Perspectives Online

CALS researchers play key roles in sequencing genomes of nematode species

There are numerous plant-parasitic nematodes in the world, but only a few are responsible for billions in agricultural damage globally every year. Nematodes are small worms that burrow into plant roots and feed off living cells. Now, scientists from N.C. State University’s College of Agriculture and Life Sciences have led one study and contributed to another sequencing genomes of two nematode species -- research that will help examine models for parasitism and may help elucidate ways of getting rid of the harmful worms.

Sequencing the genomes is the first critical step toward comprehensively understanding how the organism works and may pave the way for research on ways to fight the pest.

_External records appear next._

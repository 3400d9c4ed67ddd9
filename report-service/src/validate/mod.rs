use generation_domain::{GenerationDay, GenerationReport, GeneratorRef, ReferenceData};
use rust_decimal::Decimal;

use crate::error::ProcessError;

/// Business-rule gate run by the repository after load and before save.
#[async_trait::async_trait]
pub trait Validator<T>: Send + Sync {
    async fn validate(&self, data: &T) -> Result<(), ProcessError>;
}

/// Pure validation of a generation report.
///
/// Rules:
/// - at least one generator across all fuel sections
/// - every generator has a name and at least one generation day
/// - energy and price are non-negative on every day
/// - wind generators carry a location
/// - emissions rating, heat input and net generation are non-negative
pub fn validate_report(report: &GenerationReport) -> Result<(), ProcessError> {
    if report.generators().next().is_none() {
        return Err(ProcessError::Validation(
            "generation report contains no generator data".to_string(),
        ));
    }

    for generator in report.generators() {
        validate_generator(&generator)?;
    }

    Ok(())
}

fn validate_generator(generator: &GeneratorRef<'_>) -> Result<(), ProcessError> {
    if generator.name().is_empty() {
        return Err(ProcessError::Validation(
            "found generator with missing name".to_string(),
        ));
    }

    let name = generator.name();

    if generator.days().is_empty() {
        return Err(ProcessError::Validation(format!(
            "generator {name} has no generation data"
        )));
    }

    for day in generator.days() {
        validate_day(name, day)?;
    }

    match generator {
        GeneratorRef::Wind(wind) => {
            if wind.location.is_empty() {
                return Err(ProcessError::Validation(format!(
                    "wind generator {name} has no location specified"
                )));
            }
        }
        GeneratorRef::Gas(gas) => {
            ensure_non_negative(name, "emissions rating", gas.emissions_rating)?;
        }
        GeneratorRef::Coal(coal) => {
            ensure_non_negative(name, "emissions rating", coal.emissions_rating)?;
            ensure_non_negative(name, "total heat input", coal.total_heat_input)?;
            ensure_non_negative(name, "actual net generation", coal.actual_net_generation)?;
        }
    }

    Ok(())
}

fn validate_day(name: &str, day: &GenerationDay) -> Result<(), ProcessError> {
    if day.energy < Decimal::ZERO {
        return Err(ProcessError::Validation(format!(
            "generator {name} has negative energy for {}",
            day.date
        )));
    }
    if day.price < Decimal::ZERO {
        return Err(ProcessError::Validation(format!(
            "generator {name} has negative price for {}",
            day.date
        )));
    }
    Ok(())
}

fn ensure_non_negative(name: &str, field: &str, value: Decimal) -> Result<(), ProcessError> {
    if value < Decimal::ZERO {
        return Err(ProcessError::Validation(format!(
            "generator {name} has negative {field}"
        )));
    }
    Ok(())
}

/// Pure validation of reference data: the factors block must be present and
/// all six factor values strictly positive.
pub fn validate_reference_data(data: &ReferenceData) -> Result<(), ProcessError> {
    let factors = data.factors.as_ref().ok_or_else(|| {
        ProcessError::Validation("reference data must contain factors".to_string())
    })?;

    ensure_positive("high value factor", factors.value_factor.high)?;
    ensure_positive("medium value factor", factors.value_factor.medium)?;
    ensure_positive("low value factor", factors.value_factor.low)?;
    ensure_positive("high emission factor", factors.emissions_factor.high)?;
    ensure_positive("medium emission factor", factors.emissions_factor.medium)?;
    ensure_positive("low emission factor", factors.emissions_factor.low)?;

    Ok(())
}

fn ensure_positive(field: &str, value: Decimal) -> Result<(), ProcessError> {
    if value <= Decimal::ZERO {
        return Err(ProcessError::Validation(format!(
            "{field} must be greater than zero"
        )));
    }
    Ok(())
}

#[derive(Clone, Default)]
pub struct ReportValidator;

#[async_trait::async_trait]
impl Validator<GenerationReport> for ReportValidator {
    async fn validate(&self, data: &GenerationReport) -> Result<(), ProcessError> {
        match validate_report(data) {
            Ok(()) => Ok(()),
            Err(e) => {
                metrics::counter!("validation_report_rejected_total").increment(1);
                Err(e)
            }
        }
    }
}

#[derive(Clone, Default)]
pub struct ReferenceDataValidator;

#[async_trait::async_trait]
impl Validator<ReferenceData> for ReferenceDataValidator {
    async fn validate(&self, data: &ReferenceData) -> Result<(), ProcessError> {
        match validate_reference_data(data) {
            Ok(()) => Ok(()),
            Err(e) => {
                metrics::counter!("validation_reference_data_rejected_total").increment(1);
                Err(e)
            }
        }
    }
}
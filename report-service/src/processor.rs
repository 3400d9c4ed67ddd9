use std::path::Path;

use generation_domain::{GenerationOutput, GenerationReport, ReferenceData};

use crate::calculate;
use crate::error::ProcessError;
use crate::repository::XmlRepository;

/// One full processing cycle for a single report file. The monitor depends
/// on this seam, which is also where tests substitute a counting stub.
#[async_trait::async_trait]
pub trait ReportProcessing: Send + Sync {
    async fn process_report(
        &self,
        input_path: &Path,
        output_path: &Path,
        reference_path: &Path,
    ) -> Result<(), ProcessError>;
}

pub struct ReportProcessor {
    report_repository: XmlRepository<GenerationReport>,
    reference_repository: XmlRepository<ReferenceData>,
    output_repository: XmlRepository<GenerationOutput>,
}

impl ReportProcessor {
    pub fn new(
        report_repository: XmlRepository<GenerationReport>,
        reference_repository: XmlRepository<ReferenceData>,
        output_repository: XmlRepository<GenerationOutput>,
    ) -> Self {
        Self {
            report_repository,
            reference_repository,
            output_repository,
        }
    }
}

#[async_trait::async_trait]
impl ReportProcessing for ReportProcessor {
    /// load -> validate -> calculate -> save. Reference data is re-read on
    /// every cycle so external updates take effect without a restart.
    async fn process_report(
        &self,
        input_path: &Path,
        output_path: &Path,
        reference_path: &Path,
    ) -> Result<(), ProcessError> {
        tracing::info!(input = %input_path.display(), "starting report processing");

        let report = self.report_repository.load(input_path).await?;
        let reference = self.reference_repository.load(reference_path).await?;

        // The reference validator has already established the factors
        // block is present.
        let factors = reference.factors.as_ref().ok_or_else(|| {
            ProcessError::Validation("reference data must contain factors".to_string())
        })?;

        let output = calculate::build_output(&report, factors);
        self.output_repository.save(&output, output_path).await?;

        metrics::counter!("reports_processed_total").increment(1);
        tracing::info!(output = %output_path.display(), "report processed");
        Ok(())
    }
}
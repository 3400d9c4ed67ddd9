use std::net::SocketAddr;

use axum::{routing::get, Router};
use metrics_exporter_prometheus::{PrometheusBuilder, PrometheusHandle};
use once_cell::sync::OnceCell;

static PROM_HANDLE: OnceCell<PrometheusHandle> = OnceCell::new();

/// Installs the Prometheus recorder and serves `/metrics` on `bind_addr`.
/// Only started when the optional `[metrics]` config section is present.
pub fn init(bind_addr: &str) -> anyhow::Result<()> {
    let handle = PrometheusBuilder::new().install_recorder()?;

    // Ignore error if the handle was already set; this should only be called once.
    let _ = PROM_HANDLE.set(handle);

    let addr: SocketAddr = bind_addr
        .parse()
        .map_err(|e| anyhow::anyhow!("invalid metrics bind address '{bind_addr}': {e}"))?;

    tokio::spawn(async move {
        let app = Router::new().route("/metrics", get(metrics_handler));

        match tokio::net::TcpListener::bind(addr).await {
            Ok(listener) => {
                if let Err(e) = axum::serve(listener, app.into_make_service()).await {
                    tracing::error!(error = %e, "metrics server error");
                }
            }
            Err(e) => {
                tracing::error!(error = %e, "failed to bind metrics listener");
            }
        }
    });

    Ok(())
}

async fn metrics_handler() -> String {
    match PROM_HANDLE.get() {
        Some(handle) => handle.render(),
        None => String::new(),
    }
}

In one study, lead authors Dr. Charles Opperman and Dr. David McK. Bird, CALS professors of plant pathology, and colleagues have completed the genome sequence and genetic map of the Meloidogyne hapla, a microscopic, soil-dwelling worm known more commonly as the northern root-knot nematode. In another, N.C. State and Iowa State University researchers have contributed to the release of the annotated genome of the Meloidogyne incognita – the southern root-knot nematode. Dr. Eric Davis, William Neal Reynolds Professor of plant pathology in the College, headed up N.C. State's contribution to the genome sequence project.

The Meloidogyne hapla research could help lead to a new generation of eco-friendly tools to manage the ubiquitous parasitic worm, which, along with other species of root-knot nematode, causes an estimated $50 billion in crop and plant damage yearly, said Opperman, co-director of the Center for the Biology of Nematode Parasitism and, with Bird, the corresponding author on a scientific paper describing the research.

Researchers from the University of California-Davis, the University of California-Berkeley and the Joint Genome Institute also contributed to the study.

“The combination of a complete genome sequence with the genetic map makes this a unique and powerful system for the in-depth study of nematode-host interaction,” Opperman said. Besides being extremely important for the development of new and effective management strategies, the researchers say that the information gleaned from the genome sequence and genetic map will help scientists learn more about what they call the “themes of parasitism.”

“All parasites have to do the same things to infect their hosts, whether the hosts are plants, animals or humans,” said Bird, co-director of the Center for the Biology of Nematode Parasitism. "Plants offer an advantage over those systems because they are easier to manipulate experimentally and enable us to perform detailed experiments not easily done in animals and not possible in humans.

"Having 99 percent of the genome sequenced allows you to know not only what's there but to compare it to other nematodes to see what's missing from this genome," Bird said. "Finding potential Achilles' heels, what the nematode is getting from the plant and how is it really interacting with the plant are all more possible now."

Likewise, Meloidogyne incognita has some remarkable biological adaptations that make it a fascinating organism to study.

“Root-knot nematodes have the amazing ability to transform selected plant root cells into multinucleate 'giant cells' for feeding, and our research collaboration in the United States has been active for years in discovery of the nematode parasitism genes that control this process," said Davis. “The full genome sequence now allows the researchers to identify the full cache of parasitism genes in the nematode and to design ways to disrupt the parasitic process and protect crop plants.”

“This is considered to be one of, if not the most important plant-parasitic nematode species across the world,” said Dr. Thomas Baum, professor and chair of plant pathology and head of Iowa State's contribution to the genome sequence project. “Many of the nematodes that are really bad pathogens are very specialized on which plant they attack,” Baum said. “This nematode has a huge host range. For us nematologists, it is very interesting to see and challenging to study.”

Because the pest is so widespread, many nematologists around the world were eager to help with the project, which was led by a French researcher group with help from researchers in Belgium, Holland, Great Britain, Switzerland and the United States.

Chemical treatments for killing nematodes, called nematicides, are dangerous to humans and other animals, so they've been outlawed restricted in use for decades. Technology for controlling nematodes has advanced little in the past three decades.

Davis and N.C. State postdoctoral research associate Dr. Noureddine Hamamouch used the current known parasitism genes to identify the full suite of predicted parasitism genes in the root-knot nematode genome. Baum's group, including postdoctoral researcher Tarek Hewezi and assistant scientist Tom Maier, worked on a specific part of the genome and performed manual annotations of genes.

The Meloidogyne hapla study was published online in Proceedings of the National Academy of Sciences. The Meloidogyne incognita research was reported in the journal Nature Biotechnology.